Un autre trait du système universitaire américain est de favoriser la mobilité des étudiants entre les universités. Par exemple, les étudiants les mieux classés des community colleges, dans les universités équivalentes à nos IUT, ont la possibilité d’accéder aux plus grandes universités (Stanford, Berkeley, MIT ou Harvard) en cours de scolarité. Par exemple, Berkeley admet chaque année plus de 2 500 étudiants par cette filière, pour une population undergraduate de l’ordre de 25 000, soit 10 %. Souvent issus de l’immigration, possédant une maîtrise de l’anglais parfois peu assurée, ils sont sélectionnés sur leurs compétences (scientifiques, pour ceux qui rejoignent les disciplines de l’ingénierie).

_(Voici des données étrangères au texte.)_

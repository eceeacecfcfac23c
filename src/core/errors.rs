// Custom error types for better error handling and debugging
//
// Using thiserror for ergonomic error definitions with:
// - Context preservation
// - Type-safe error matching
// - Source error chaining

use thiserror::Error;

/// Detection service errors
#[derive(Debug, Error)]
pub enum DetectionError {
    #[error("invalid image payload: {0}")]
    InvalidImage(#[source] image::ImageError),

    #[error("class id {class_id} has no entry in the instrument label map")]
    UnmappedLabel { class_id: usize },

    #[error("ONNX inference failed: {0}")]
    InferenceFailed(#[from] ort::Error),

    #[error("unexpected model output shape: {0}")]
    MalformedOutput(String),

    #[error("invalid image dimensions: {width}x{height}")]
    InvalidImageSize { width: u32, height: u32 },
}

/// Configuration and catalog errors
#[derive(Debug, Error)]
pub enum ConfigError {
    #[error("failed to read catalog file {path}: {source}")]
    CatalogRead {
        path: String,
        source: std::io::Error,
    },

    #[error("catalog file {path} is not valid JSON: {source}")]
    CatalogParse {
        path: String,
        source: serde_json::Error,
    },

    #[error("instrument label map is empty")]
    EmptyLabelMap,

    #[error("instrument label map has non-numeric class id {0:?}")]
    NonNumericClassId(String),

    #[error("instrument label map must cover class ids 0..{expected} contiguously (missing id {missing})")]
    NonContiguousLabelMap { expected: usize, missing: usize },

    #[error("instrument {class_id} has an empty name")]
    EmptyInstrumentName { class_id: usize },

    #[error("unknown tray type {0:?}")]
    UnknownTray(String),

    #[error("confidence threshold must be in [0.0, 1.0], got {0}")]
    InvalidConfidenceThreshold(f32),

    #[error("IoU threshold must be in [0.0, 1.0], got {0}")]
    InvalidIoUThreshold(f32),

    #[error("target_size must be between 320 and 2048, got {0}")]
    InvalidTargetSize(u32),

    #[error("session pool size must be > 0")]
    InvalidPoolSize,

    #[error("unknown unmapped-label policy {0:?} (expected \"reject\" or \"degrade\")")]
    UnknownLabelPolicy(String),
}

// Convenience type aliases for Results
pub type DetectionResult<T> = Result<T, DetectionError>;
pub type ConfigResult<T> = Result<T, ConfigError>;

Cette mobilité américaine tire en partie son origine de l’histoire : née du passé de l’immigration, elle constitue aujourd’hui un enjeu important. Notre système très structuré d’écoles trouve également ses sources dans l’histoire, en particulier dans les idéaux révolutionnaires de méritocratie républicaine. Cette structure n’exclut pas forcément une mobilité : les élèves les mieux classés de l’École nationale supérieure des arts et métiers, rejoignent chaque année les rangs de l’École polytechnique.
Corps professoral : quelles particularités ?

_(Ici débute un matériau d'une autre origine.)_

// Static instrument catalog: class-id → name lookup plus tray reference data.
//
// Loaded once from a JSON file at process start; immutable afterwards. A class
// id the model can emit that is missing from the map is a configuration
// defect, which is why contiguity is enforced at load time rather than
// discovered mid-request.

use crate::core::errors::{ConfigError, ConfigResult, DetectionError, DetectionResult};
use crate::core::types::TrayConfiguration;
use serde::Deserialize;
use std::collections::HashMap;
use std::path::Path;

/// What to do when the model emits a class id with no catalog entry.
///
/// `Reject` fails the request (missing entries are configuration errors and
/// should surface loudly); `Degrade` emits the raw numeric id as the label.
#[derive(Debug, Clone, Copy, PartialEq, Eq, Default)]
pub enum UnmappedLabelPolicy {
    #[default]
    Reject,
    Degrade,
}

impl UnmappedLabelPolicy {
    pub fn parse(value: &str) -> ConfigResult<Self> {
        match value.trim().to_lowercase().as_str() {
            "reject" => Ok(Self::Reject),
            "degrade" => Ok(Self::Degrade),
            other => Err(ConfigError::UnknownLabelPolicy(other.to_string())),
        }
    }
}

/// Immutable class-id → instrument-name map.
///
/// Ids are contiguous from 0, so the map is stored as a dense vector.
#[derive(Debug, Clone)]
pub struct InstrumentLabelMap {
    names: Vec<String>,
}

impl InstrumentLabelMap {
    fn from_raw(raw: HashMap<String, String>) -> ConfigResult<Self> {
        if raw.is_empty() {
            return Err(ConfigError::EmptyLabelMap);
        }

        let expected = raw.len();
        let mut by_id = HashMap::with_capacity(expected);
        for (key, name) in raw {
            let class_id: usize = key
                .trim()
                .parse()
                .map_err(|_| ConfigError::NonNumericClassId(key.clone()))?;
            if name.trim().is_empty() {
                return Err(ConfigError::EmptyInstrumentName { class_id });
            }
            by_id.insert(class_id, name);
        }

        let mut names = Vec::with_capacity(expected);
        for class_id in 0..expected {
            match by_id.remove(&class_id) {
                Some(name) => names.push(name),
                None => {
                    return Err(ConfigError::NonContiguousLabelMap {
                        expected,
                        missing: class_id,
                    })
                }
            }
        }

        Ok(Self { names })
    }

    pub fn len(&self) -> usize {
        self.names.len()
    }

    pub fn is_empty(&self) -> bool {
        self.names.is_empty()
    }

    pub fn get(&self, class_id: usize) -> Option<&str> {
        self.names.get(class_id).map(String::as_str)
    }

    /// Resolve a class id to its instrument name under the given policy.
    pub fn resolve(
        &self,
        class_id: usize,
        policy: UnmappedLabelPolicy,
    ) -> DetectionResult<String> {
        match self.get(class_id) {
            Some(name) => Ok(name.to_string()),
            None => match policy {
                UnmappedLabelPolicy::Reject => {
                    Err(DetectionError::UnmappedLabel { class_id })
                }
                UnmappedLabelPolicy::Degrade => Ok(class_id.to_string()),
            },
        }
    }
}

/// The static configuration file: instrument label map + tray reference data.
#[derive(Debug, Clone)]
pub struct Catalog {
    pub instruments: InstrumentLabelMap,
    pub trays: HashMap<String, TrayConfiguration>,
}

#[derive(Debug, Deserialize)]
struct RawCatalog {
    instruments: HashMap<String, String>,
    #[serde(default)]
    trays: HashMap<String, TrayConfiguration>,
}

impl Catalog {
    /// Load and validate the catalog file. Called once at startup.
    pub fn load(path: &Path) -> ConfigResult<Self> {
        let text = std::fs::read_to_string(path).map_err(|source| ConfigError::CatalogRead {
            path: path.display().to_string(),
            source,
        })?;
        Self::from_json(&text, &path.display().to_string())
    }

    fn from_json(text: &str, path: &str) -> ConfigResult<Self> {
        let raw: RawCatalog =
            serde_json::from_str(text).map_err(|source| ConfigError::CatalogParse {
                path: path.to_string(),
                source,
            })?;

        Ok(Self {
            instruments: InstrumentLabelMap::from_raw(raw.instruments)?,
            trays: raw.trays,
        })
    }

    pub fn tray(&self, name: &str) -> ConfigResult<&TrayConfiguration> {
        self.trays
            .get(name)
            .ok_or_else(|| ConfigError::UnknownTray(name.to_string()))
    }

    /// Tray names in a stable order, for client selectors.
    pub fn tray_names(&self) -> Vec<String> {
        let mut names: Vec<String> = self.trays.keys().cloned().collect();
        names.sort();
        names
    }
}

#[cfg(test)]
mod tests {
    use super::*;
    use std::io::Write;

    fn raw_map(entries: &[(&str, &str)]) -> HashMap<String, String> {
        entries
            .iter()
            .map(|(k, v)| (k.to_string(), v.to_string()))
            .collect()
    }

    #[test]
    fn label_map_resolves_known_ids() {
        let map =
            InstrumentLabelMap::from_raw(raw_map(&[("0", "Scalpel"), ("1", "Probe")])).unwrap();

        assert_eq!(map.len(), 2);
        assert_eq!(map.get(0), Some("Scalpel"));
        assert_eq!(
            map.resolve(1, UnmappedLabelPolicy::Reject).unwrap(),
            "Probe"
        );
    }

    #[test]
    fn label_map_rejects_gaps() {
        let err = InstrumentLabelMap::from_raw(raw_map(&[("0", "Scalpel"), ("2", "Probe")]))
            .unwrap_err();

        match err {
            ConfigError::NonContiguousLabelMap { expected, missing } => {
                assert_eq!(expected, 2);
                assert_eq!(missing, 1);
            }
            other => panic!("unexpected error: {other}"),
        }
    }

    #[test]
    fn label_map_rejects_empty() {
        assert!(matches!(
            InstrumentLabelMap::from_raw(HashMap::new()),
            Err(ConfigError::EmptyLabelMap)
        ));
    }

    #[test]
    fn label_map_rejects_blank_names() {
        assert!(matches!(
            InstrumentLabelMap::from_raw(raw_map(&[("0", "  ")])),
            Err(ConfigError::EmptyInstrumentName { class_id: 0 })
        ));
    }

    #[test]
    fn unmapped_id_follows_policy() {
        let map = InstrumentLabelMap::from_raw(raw_map(&[("0", "Scalpel")])).unwrap();

        assert!(matches!(
            map.resolve(7, UnmappedLabelPolicy::Reject),
            Err(DetectionError::UnmappedLabel { class_id: 7 })
        ));
        assert_eq!(map.resolve(7, UnmappedLabelPolicy::Degrade).unwrap(), "7");
    }

    #[test]
    fn policy_parses_from_config_values() {
        assert_eq!(
            UnmappedLabelPolicy::parse("Reject").unwrap(),
            UnmappedLabelPolicy::Reject
        );
        assert_eq!(
            UnmappedLabelPolicy::parse(" degrade ").unwrap(),
            UnmappedLabelPolicy::Degrade
        );
        assert!(UnmappedLabelPolicy::parse("drop").is_err());
    }

    #[test]
    fn catalog_loads_from_file() {
        let mut file = tempfile::NamedTempFile::new().unwrap();
        write!(
            file,
            r#"{{
                "instruments": {{ "0": "Scalpel", "1": "Probe" }},
                "trays": {{
                    "Minor Set": {{
                        "expected_weight_kg": 1.5,
                        "items": [ {{ "name": "Scalpel", "expected_count": 1 }} ]
                    }}
                }}
            }}"#
        )
        .unwrap();

        let catalog = Catalog::load(file.path()).unwrap();
        assert_eq!(catalog.instruments.len(), 2);
        assert_eq!(catalog.tray_names(), vec!["Minor Set".to_string()]);

        let tray = catalog.tray("Minor Set").unwrap();
        assert_eq!(tray.items.len(), 1);
        assert_eq!(tray.expected_weight_kg, Some(1.5));

        assert!(matches!(
            catalog.tray("Cardiac Set"),
            Err(ConfigError::UnknownTray(_))
        ));
    }

    #[test]
    fn catalog_rejects_invalid_json() {
        assert!(matches!(
            Catalog::from_json("not json", "config.json"),
            Err(ConfigError::CatalogParse { .. })
        ));
    }
}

Une spécificité du système américain est le concept de tenure (titularisation). La tenure s’obtient à l’issue d’un processus complexe propre à chaque université, après six ans passés dans le grade d’Assistant Professor.

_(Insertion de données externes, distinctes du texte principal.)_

// Entry point for the surgical tray detection service

use trayscan::{
    core::errors::DetectionError,
    core::labels::Catalog,
    core::types::{ApiDetection, Detection, TrayCheckReport, TrayConfiguration},
    services::DetectionService,
    utils::{decode_image_async, Metrics},
    Config,
};

use anyhow::Result;
use axum::{
    extract::{DefaultBodyLimit, Multipart, State},
    http::StatusCode,
    response::{IntoResponse, Json},
    routing::{get, post},
    Router,
};
use std::collections::HashMap;
use std::sync::Arc;
use tower_http::cors::{Any, CorsLayer};
use tracing::{error, info};

/// Application state shared across handlers
#[derive(Clone)]
struct AppState {
    catalog: Arc<Catalog>,
    detector: Arc<DetectionService>,
    metrics: Metrics,
}

#[tokio::main]
async fn main() -> Result<()> {
    // Load configuration
    let config = Arc::new(Config::new()?);

    // Initialize logging
    use tracing_subscriber::EnvFilter;

    let filter = EnvFilter::new(format!(
        "trayscan={},ort=off",
        match config.server.log_level {
            tracing::Level::TRACE => "trace",
            tracing::Level::DEBUG => "debug",
            tracing::Level::INFO => "info",
            tracing::Level::WARN => "warn",
            tracing::Level::ERROR => "error",
        }
    ));

    tracing_subscriber::fmt().with_env_filter(filter).init();

    info!("=== SURGICAL TRAY DETECTION SERVICE ===");

    // Load the instrument catalog once; it is immutable for the process lifetime
    let catalog = Arc::new(Catalog::load(&config.catalog.path)?);
    info!(
        "Catalog: {} instruments, {} tray configurations",
        catalog.instruments.len(),
        catalog.trays.len()
    );

    // Initialize the detector (loads the model, builds the session pool)
    let detector = Arc::new(DetectionService::new(Arc::clone(&config), Arc::clone(&catalog)).await?);

    let metrics = Metrics::new();
    let state = AppState {
        catalog,
        detector,
        metrics,
    };

    // Setup CORS
    let cors = CorsLayer::new()
        .allow_origin(Any)
        .allow_methods(Any)
        .allow_headers(Any);

    // Create router with monitoring endpoints
    let app = Router::new()
        .route("/", get(root))
        .route("/health", get(health))
        .route("/trays", get(trays))
        .route("/infer", post(infer))
        .route("/check", post(check))
        .route("/metrics", get(metrics_endpoint))
        .route("/stats", get(stats_endpoint))
        .with_state(state)
        .layer(DefaultBodyLimit::max(25 * 1024 * 1024)) // 25MB uploads
        .layer(cors);

    let addr = format!("{}:{}", config.server.host, config.server.port);
    info!("Server starting on http://{}", addr);
    info!("Endpoints:");
    info!("  GET  /         - Root endpoint");
    info!("  GET  /health   - Health check");
    info!("  GET  /trays    - Tray reference catalog");
    info!("  POST /infer    - Detect instruments (multipart/form-data)");
    info!("  POST /check    - Detect and compare against a tray");
    info!("  GET  /metrics  - Prometheus metrics");
    info!("  GET  /stats    - Detailed statistics");

    let listener = tokio::net::TcpListener::bind(&addr).await?;
    axum::serve(listener, app).await?;

    Ok(())
}

async fn root() -> &'static str {
    "Surgical Tray Detection Service"
}

async fn health(State(state): State<AppState>) -> Json<serde_json::Value> {
    Json(serde_json::json!({
        "status": "healthy",
        "version": env!("CARGO_PKG_VERSION"),
        "device": state.detector.device_type(),
    }))
}

/// Tray reference catalog, so clients can populate their selectors without
/// reading the server's configuration file.
async fn trays(State(state): State<AppState>) -> Json<HashMap<String, TrayConfiguration>> {
    state.metrics.record_endpoint_request("/trays");
    Json(state.catalog.trays.clone())
}

/// Prometheus metrics endpoint
async fn metrics_endpoint(State(state): State<AppState>) -> impl IntoResponse {
    (
        StatusCode::OK,
        [("Content-Type", "text/plain; version=0.0.4")],
        state.metrics.to_prometheus(),
    )
}

/// Detailed statistics endpoint (JSON)
async fn stats_endpoint(
    State(state): State<AppState>,
) -> Result<Json<serde_json::Value>, (StatusCode, String)> {
    let snapshot = state.metrics.snapshot();
    serde_json::to_value(snapshot).map(Json).map_err(|e| {
        (
            StatusCode::INTERNAL_SERVER_ERROR,
            format!("Failed to serialize metrics: {e}"),
        )
    })
}

/// Fields accepted by the upload endpoints.
#[derive(Default)]
struct UploadForm {
    image: Option<Vec<u8>>,
    tray: Option<String>,
    measured_weight: Option<f32>,
}

async fn parse_upload(mut multipart: Multipart) -> Result<UploadForm, (StatusCode, String)> {
    let mut form = UploadForm::default();

    while let Some(field) = multipart
        .next_field()
        .await
        .map_err(|e| (StatusCode::BAD_REQUEST, format!("Multipart error: {e}")))?
    {
        let name = field.name().unwrap_or("").to_string();

        match name.as_str() {
            "image" => {
                let data = field
                    .bytes()
                    .await
                    .map_err(|e| (StatusCode::BAD_REQUEST, format!("Read error: {e}")))?;
                form.image = Some(data.to_vec());
            }
            "tray" => {
                let text = field
                    .text()
                    .await
                    .map_err(|e| (StatusCode::BAD_REQUEST, format!("Read error: {e}")))?;
                form.tray = Some(text);
            }
            "measured_weight" => {
                let text = field
                    .text()
                    .await
                    .map_err(|e| (StatusCode::BAD_REQUEST, format!("Read error: {e}")))?;
                let weight = text.trim().parse().map_err(|_| {
                    (
                        StatusCode::BAD_REQUEST,
                        format!("Invalid measured_weight: {text:?}"),
                    )
                })?;
                form.measured_weight = Some(weight);
            }
            _ => {}
        }
    }

    Ok(form)
}

/// Decode the payload and run one detection pass, mapping domain errors to
/// HTTP statuses: undecodable input is the caller's fault, everything else
/// (inference failure, unmapped class id) is ours.
async fn run_detection(
    state: &AppState,
    bytes: Vec<u8>,
) -> Result<Vec<Detection>, (StatusCode, String)> {
    let img = decode_image_async(bytes)
        .await
        .map_err(|e| (StatusCode::BAD_REQUEST, e.to_string()))?;

    let start = std::time::Instant::now();
    let detections = state.detector.detect(&img).await.map_err(|e| {
        error!("Detection failed: {e}");
        let status = match e {
            DetectionError::InvalidImage(_) | DetectionError::InvalidImageSize { .. } => {
                StatusCode::BAD_REQUEST
            }
            _ => StatusCode::INTERNAL_SERVER_ERROR,
        };
        (status, e.to_string())
    })?;

    state
        .metrics
        .record_inference(start.elapsed(), detections.len());
    Ok(detections)
}

/// Detect instruments in an uploaded image.
///
/// # Request Format:
/// - multipart/form-data
/// - Field "image": the image file (PNG/JPEG)
///
/// # Response:
/// JSON array of detections in the model's native output order:
/// `[{"label": ..., "confidence": ..., "box": [x1, y1, x2, y2]}, ...]`
async fn infer(
    State(state): State<AppState>,
    multipart: Multipart,
) -> Result<Json<Vec<ApiDetection>>, (StatusCode, String)> {
    state.metrics.record_endpoint_request("/infer");
    let result = infer_inner(&state, multipart).await;
    state.metrics.record_request(result.is_ok());
    result
}

async fn infer_inner(
    state: &AppState,
    multipart: Multipart,
) -> Result<Json<Vec<ApiDetection>>, (StatusCode, String)> {
    let form = parse_upload(multipart).await?;
    let bytes = form
        .image
        .ok_or((StatusCode::BAD_REQUEST, "No image provided".to_string()))?;

    let detections = run_detection(state, bytes).await?;
    info!("Inference request completed: {} detections", detections.len());

    Ok(Json(detections.iter().map(ApiDetection::from).collect()))
}

/// Detect instruments and compare the result against a named tray
/// configuration.
///
/// # Request Format:
/// - multipart/form-data
/// - Field "image": the image file (PNG/JPEG)
/// - Field "tray": tray configuration name from the catalog
/// - Field "measured_weight" (optional): scale reading in kilograms
async fn check(
    State(state): State<AppState>,
    multipart: Multipart,
) -> Result<Json<TrayCheckReport>, (StatusCode, String)> {
    state.metrics.record_endpoint_request("/check");
    let result = check_inner(&state, multipart).await;
    state.metrics.record_request(result.is_ok());
    result
}

async fn check_inner(
    state: &AppState,
    multipart: Multipart,
) -> Result<Json<TrayCheckReport>, (StatusCode, String)> {
    let form = parse_upload(multipart).await?;
    let bytes = form
        .image
        .ok_or((StatusCode::BAD_REQUEST, "No image provided".to_string()))?;
    let tray_name = form
        .tray
        .ok_or((StatusCode::BAD_REQUEST, "No tray provided".to_string()))?;

    let tray = state
        .catalog
        .tray(&tray_name)
        .map_err(|e| (StatusCode::BAD_REQUEST, e.to_string()))?
        .clone();

    let detections = run_detection(state, bytes).await?;
    let report = tray.check(&tray_name, &detections, form.measured_weight);
    info!(
        "Check request completed: tray {:?}, {} detections, complete={}",
        tray_name,
        detections.len(),
        report.complete
    );

    Ok(Json(report))
}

Les facteurs qui entrent en jeu sont multiples, et leur importance respective varie selon les universités. On retiendra la qualité de la recherche, les publications, le nombre de PhD délivrés dans le laboratoire concerné, les contrats remportés par le candidat. Ces éléments seront à nouveau pris en compte pour la poursuite de la carrière, et pour l’accès aux postes de responsabilité (Department Chair, Dean, Provost). La pression exercée par la structure se traduit par une très grande attention portée à la productivité des étudiants, souvent caricaturée par le » publish or perish « .
Un point mérite d’être mentionné sur la rémunération des professeurs. Ceux-ci reçoivent leur salaire neuf mois de l’année, et sont fortement encouragés à compléter les trois mois restants par des contrats de recherche, ce qui les incite à établir des liens avec les agences de financement de la recherche ou avec l’industrie.
Par ailleurs, l’université facilite, sur le plan administratif, la pratique d’activités de conseil, ce qui permet à beaucoup de tisser des liens avec les milieux industriels. Elle encourage aussi les professeurs et les élèves à la création de start ups, dont les plus célèbres incluent Google et Sun Microsystems (issues de Stanford). Pour toutes ces activités, les professeurs disposent d’un service juridique et industriel qui les aide dans l’établissement des contrats.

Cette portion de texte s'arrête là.